[Opening THE RECORDS section]

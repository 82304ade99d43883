//! Validated engine configuration.

use std::fmt;
use std::path::PathBuf;
use std::time::Duration;

use thiserror::Error;

use crate::units::{Distance, Dop, WORST_DOP};

/// Default time a lifecycle command waits for the command lock.
pub const DEFAULT_COMMAND_TIMEOUT: Duration = Duration::from_secs(5);

/// Shortest command timeout accepted.
pub const MINIMUM_COMMAND_TIMEOUT: Duration = Duration::from_secs(1);

/// Default bound on a single device read.
pub const DEFAULT_READ_TIMEOUT: Duration = Duration::from_secs(5);

/// Default pause between reconnection attempts.
pub const DEFAULT_RECONNECT_DELAY: Duration = Duration::from_secs(1);

/// Default average precision of a consumer receiver, in metres.
pub const DEFAULT_DEVICE_PRECISION_METERS: f64 = 6.0;

/// Default number of events buffered per notification subscriber.
pub const DEFAULT_NOTIFICATION_CAPACITY: usize = 256;

/// Configuration errors. Raised synchronously; nothing is stored.
#[derive(Debug, Error)]
pub enum ConfigError {
    /// Command timeout below the one second floor.
    #[error("command timeout {0:?} is below the minimum of 1s")]
    CommandTimeoutTooShort(Duration),

    /// A timeout or delay that must be positive was zero.
    #[error("{name} must be greater than zero")]
    ZeroDuration { name: &'static str },

    /// DOP threshold outside (0, 50].
    #[error("{name} must be within (0, 50], got {value}")]
    DopOutOfRange { name: &'static str, value: f64 },

    /// Reconnection attempt count below -1.
    #[error("maximum reconnection attempts must be -1 (unlimited) or >= 0, got {0}")]
    InvalidReconnectAttempts(i64),

    /// Device precision must be a positive finite distance.
    #[error("device precision must be a positive distance, got {0}")]
    InvalidDevicePrecision(f64),

    /// Notification capacity must be positive.
    #[error("notification capacity must be greater than zero")]
    ZeroCapacity,

    /// Failed to read the config file.
    #[error("failed to read config file {path}: {source}")]
    ReadError {
        path: PathBuf,
        #[source]
        source: ini::Error,
    },

    /// A value in the config file could not be parsed.
    #[error("invalid configuration: {section}.{key} = '{value}' - {reason}")]
    InvalidValue {
        section: String,
        key: String,
        value: String,
        reason: String,
    },
}

/// Bound on consecutive reconnection attempts.
#[derive(Debug, Clone, Copy, PartialEq, Eq, Default)]
pub enum ReconnectLimit {
    /// Keep trying forever.
    #[default]
    Unlimited,
    /// Give up after this many consecutive attempts.
    Attempts(u32),
}

impl ReconnectLimit {
    /// Whether another attempt is allowed after `consecutive` attempts.
    pub fn permits(&self, consecutive: u32) -> bool {
        match self {
            ReconnectLimit::Unlimited => true,
            ReconnectLimit::Attempts(max) => consecutive < *max,
        }
    }
}

impl TryFrom<i64> for ReconnectLimit {
    type Error = ConfigError;

    /// `-1` is unlimited; any other negative value is rejected.
    fn try_from(value: i64) -> Result<Self, Self::Error> {
        match value {
            -1 => Ok(ReconnectLimit::Unlimited),
            v if v >= 0 => u32::try_from(v)
                .map(ReconnectLimit::Attempts)
                .map_err(|_| ConfigError::InvalidReconnectAttempts(v)),
            v => Err(ConfigError::InvalidReconnectAttempts(v)),
        }
    }
}

impl fmt::Display for ReconnectLimit {
    fn fmt(&self, f: &mut fmt::Formatter<'_>) -> fmt::Result {
        match self {
            ReconnectLimit::Unlimited => write!(f, "unlimited"),
            ReconnectLimit::Attempts(n) => write!(f, "{}", n),
        }
    }
}

/// Configuration for an acquisition engine.
///
/// Fields are private; every setter validates and leaves the previous
/// value intact on error.
#[derive(Debug, Clone)]
pub struct EngineConfig {
    command_timeout: Duration,
    read_timeout: Duration,
    reconnect_delay: Duration,
    max_reconnection_attempts: ReconnectLimit,
    max_horizontal_dop: f64,
    max_vertical_dop: f64,
    device_precision: Distance,
    notification_capacity: usize,
    filter_enabled: bool,
    allow_automatic_reconnection: bool,
    fix_required: bool,
}

impl Default for EngineConfig {
    fn default() -> Self {
        Self {
            command_timeout: DEFAULT_COMMAND_TIMEOUT,
            read_timeout: DEFAULT_READ_TIMEOUT,
            reconnect_delay: DEFAULT_RECONNECT_DELAY,
            max_reconnection_attempts: ReconnectLimit::Unlimited,
            max_horizontal_dop: WORST_DOP,
            max_vertical_dop: WORST_DOP,
            device_precision: Distance::meters(DEFAULT_DEVICE_PRECISION_METERS),
            notification_capacity: DEFAULT_NOTIFICATION_CAPACITY,
            filter_enabled: true,
            allow_automatic_reconnection: true,
            fix_required: false,
        }
    }
}

impl EngineConfig {
    /// How long a lifecycle command waits for the command lock.
    pub fn command_timeout(&self) -> Duration {
        self.command_timeout
    }

    pub fn set_command_timeout(&mut self, timeout: Duration) -> Result<(), ConfigError> {
        if timeout < MINIMUM_COMMAND_TIMEOUT {
            return Err(ConfigError::CommandTimeoutTooShort(timeout));
        }
        self.command_timeout = timeout;
        Ok(())
    }

    /// Bound on a single device read, handed to the device on open.
    pub fn read_timeout(&self) -> Duration {
        self.read_timeout
    }

    pub fn set_read_timeout(&mut self, timeout: Duration) -> Result<(), ConfigError> {
        if timeout.is_zero() {
            return Err(ConfigError::ZeroDuration {
                name: "read timeout",
            });
        }
        self.read_timeout = timeout;
        Ok(())
    }

    /// Backoff between reconnection attempts.
    pub fn reconnect_delay(&self) -> Duration {
        self.reconnect_delay
    }

    pub fn set_reconnect_delay(&mut self, delay: Duration) -> Result<(), ConfigError> {
        if delay.is_zero() {
            return Err(ConfigError::ZeroDuration {
                name: "reconnect delay",
            });
        }
        self.reconnect_delay = delay;
        Ok(())
    }

    pub fn max_reconnection_attempts(&self) -> ReconnectLimit {
        self.max_reconnection_attempts
    }

    /// Set the attempt limit: `-1` for unlimited, otherwise a count >= 0.
    pub fn set_max_reconnection_attempts(&mut self, attempts: i64) -> Result<(), ConfigError> {
        self.max_reconnection_attempts = ReconnectLimit::try_from(attempts)?;
        Ok(())
    }

    pub fn max_horizontal_dop(&self) -> f64 {
        self.max_horizontal_dop
    }

    pub fn set_max_horizontal_dop(&mut self, value: f64) -> Result<(), ConfigError> {
        if !Dop::is_threshold(value) {
            return Err(ConfigError::DopOutOfRange {
                name: "maximum horizontal DOP",
                value,
            });
        }
        self.max_horizontal_dop = value;
        Ok(())
    }

    pub fn max_vertical_dop(&self) -> f64 {
        self.max_vertical_dop
    }

    pub fn set_max_vertical_dop(&mut self, value: f64) -> Result<(), ConfigError> {
        if !Dop::is_threshold(value) {
            return Err(ConfigError::DopOutOfRange {
                name: "maximum vertical DOP",
                value,
            });
        }
        self.max_vertical_dop = value;
        Ok(())
    }

    /// Average precision of the receiver, fed to the precision filter.
    pub fn device_precision(&self) -> Distance {
        self.device_precision
    }

    pub fn set_device_precision(&mut self, precision: Distance) -> Result<(), ConfigError> {
        let meters = precision.as_meters();
        if !meters.is_finite() || meters <= 0.0 {
            return Err(ConfigError::InvalidDevicePrecision(meters));
        }
        self.device_precision = precision;
        Ok(())
    }

    /// Events buffered per subscriber before the oldest are dropped.
    pub fn notification_capacity(&self) -> usize {
        self.notification_capacity
    }

    pub fn set_notification_capacity(&mut self, capacity: usize) -> Result<(), ConfigError> {
        if capacity == 0 {
            return Err(ConfigError::ZeroCapacity);
        }
        self.notification_capacity = capacity;
        Ok(())
    }

    pub fn filter_enabled(&self) -> bool {
        self.filter_enabled
    }

    pub fn set_filter_enabled(&mut self, enabled: bool) {
        self.filter_enabled = enabled;
    }

    pub fn allow_automatic_reconnection(&self) -> bool {
        self.allow_automatic_reconnection
    }

    pub fn set_allow_automatic_reconnection(&mut self, allow: bool) {
        self.allow_automatic_reconnection = allow;
    }

    /// When set, measurements are unusable until the fix status is `Fix`.
    pub fn fix_required(&self) -> bool {
        self.fix_required
    }

    pub fn set_fix_required(&mut self, required: bool) {
        self.fix_required = required;
    }

    /// Whether the reconnection policy allows another attempt.
    pub fn permits_reconnection(&self, consecutive_attempts: u32) -> bool {
        self.allow_automatic_reconnection
            && self.max_reconnection_attempts.permits(consecutive_attempts)
    }
}

#[cfg(test)]
mod tests {
    use super::*;

    #[test]
    fn test_defaults() {
        let config = EngineConfig::default();
        assert_eq!(config.command_timeout(), Duration::from_secs(5));
        assert_eq!(config.read_timeout(), Duration::from_secs(5));
        assert_eq!(config.reconnect_delay(), Duration::from_secs(1));
        assert_eq!(config.max_reconnection_attempts(), ReconnectLimit::Unlimited);
        assert_eq!(config.max_horizontal_dop(), 50.0);
        assert_eq!(config.max_vertical_dop(), 50.0);
        assert!(config.filter_enabled());
        assert!(config.allow_automatic_reconnection());
        assert!(!config.fix_required());
    }

    #[test]
    fn test_command_timeout_minimum() {
        let mut config = EngineConfig::default();
        assert!(matches!(
            config.set_command_timeout(Duration::from_millis(999)),
            Err(ConfigError::CommandTimeoutTooShort(_))
        ));
        assert_eq!(config.command_timeout(), DEFAULT_COMMAND_TIMEOUT);

        config.set_command_timeout(Duration::from_secs(1)).unwrap();
        assert_eq!(config.command_timeout(), Duration::from_secs(1));
    }

    #[test]
    fn test_read_timeout_must_be_positive() {
        let mut config = EngineConfig::default();
        assert!(config.set_read_timeout(Duration::ZERO).is_err());
        assert_eq!(config.read_timeout(), DEFAULT_READ_TIMEOUT);
        config.set_read_timeout(Duration::from_millis(1)).unwrap();
        assert_eq!(config.read_timeout(), Duration::from_millis(1));
    }

    #[test]
    fn test_dop_threshold_saturation() {
        let mut config = EngineConfig::default();
        config.set_max_horizontal_dop(8.0).unwrap();

        assert!(config.set_max_horizontal_dop(0.0).is_err());
        assert!(config.set_max_horizontal_dop(50.5).is_err());
        assert!(config.set_max_horizontal_dop(f64::NAN).is_err());
        assert_eq!(config.max_horizontal_dop(), 8.0);

        assert!(config.set_max_vertical_dop(-1.0).is_err());
        assert_eq!(config.max_vertical_dop(), 50.0);
        config.set_max_vertical_dop(50.0).unwrap();
    }

    #[test]
    fn test_reconnect_limit_parsing() {
        assert_eq!(ReconnectLimit::try_from(-1).unwrap(), ReconnectLimit::Unlimited);
        assert_eq!(ReconnectLimit::try_from(0).unwrap(), ReconnectLimit::Attempts(0));
        assert_eq!(ReconnectLimit::try_from(3).unwrap(), ReconnectLimit::Attempts(3));
        assert!(ReconnectLimit::try_from(-2).is_err());

        let mut config = EngineConfig::default();
        config.set_max_reconnection_attempts(2).unwrap();
        assert!(config.set_max_reconnection_attempts(-5).is_err());
        assert_eq!(config.max_reconnection_attempts(), ReconnectLimit::Attempts(2));
    }

    #[test]
    fn test_permits_reconnection() {
        let mut config = EngineConfig::default();
        assert!(config.permits_reconnection(1_000_000));

        config.set_max_reconnection_attempts(2).unwrap();
        assert!(config.permits_reconnection(0));
        assert!(config.permits_reconnection(1));
        assert!(!config.permits_reconnection(2));

        config.set_allow_automatic_reconnection(false);
        assert!(!config.permits_reconnection(0));
    }

    #[test]
    fn test_device_precision_and_capacity() {
        let mut config = EngineConfig::default();
        assert!(config.set_device_precision(Distance::meters(0.0)).is_err());
        assert!(config.set_device_precision(Distance::INVALID).is_err());
        config.set_device_precision(Distance::meters(2.5)).unwrap();
        assert_eq!(config.device_precision().as_meters(), 2.5);

        assert!(matches!(
            config.set_notification_capacity(0),
            Err(ConfigError::ZeroCapacity)
        ));
        config.set_notification_capacity(16).unwrap();
        assert_eq!(config.notification_capacity(), 16);
    }
}
//! fixstream CLI - Command-line interface
//!
//! Captures raw positioning streams through a supervised engine and shows
//! the effective configuration.

mod commands;
mod error;

use clap::{Parser, Subcommand};
use fixstream::logging::{default_log_dir, default_log_file, init_logging};

use commands::capture::CaptureArgs;
use commands::config::ConfigArgs;
use error::CliError;

#[derive(Parser)]
#[command(name = "fixstream")]
#[command(version, about = "Supervised capture of positioning device streams", long_about = None)]
struct Cli {
    #[command(subcommand)]
    command: Commands,
}

#[derive(Subcommand)]
enum Commands {
    /// Record a device stream to a file, reconnecting on transport failures
    Capture(CaptureArgs),
    /// Show the effective configuration
    Config(ConfigArgs),
}

fn main() {
    let cli = Cli::parse();

    // Keep the guard alive so buffered log lines are flushed on exit
    let _logging = match init_logging(&default_log_dir(), default_log_file()) {
        Ok(guard) => guard,
        Err(e) => CliError::LoggingInit(e.to_string()).exit(),
    };

    let result = match cli.command {
        Commands::Capture(args) => commands::capture::run(args),
        Commands::Config(args) => commands::config::run(args),
    };

    if let Err(e) = result {
        e.exit();
    }
}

[Closing THE RECORDS section]

**PROBLEM REQUIREMENTS**.
Transcribe only, please, the lines from the first line of the records through the line with "pause between reconnection attempts.". Both of those lines are included.

**RESPONSE TO THE TASK**.
repository 82304ade99d43883
//! Validated engine configuration.

use std::fmt;
use std::path::PathBuf;
use std::time::Duration;

use thiserror::Error;

use crate::units::{Distance, Dop, WORST_DOP};

/// Default time a lifecycle command waits for the command lock.
pub const DEFAULT_COMMAND_TIMEOUT: Duration = Duration::from_secs(5);

/// Shortest command timeout accepted.
pub const MINIMUM_COMMAND_TIMEOUT: Duration = Duration::from_secs(1);

/// Default bound on a single device read.
pub const DEFAULT_READ_TIMEOUT: Duration = Duration::from_secs(5);

/// Default pause between reconnection attempts.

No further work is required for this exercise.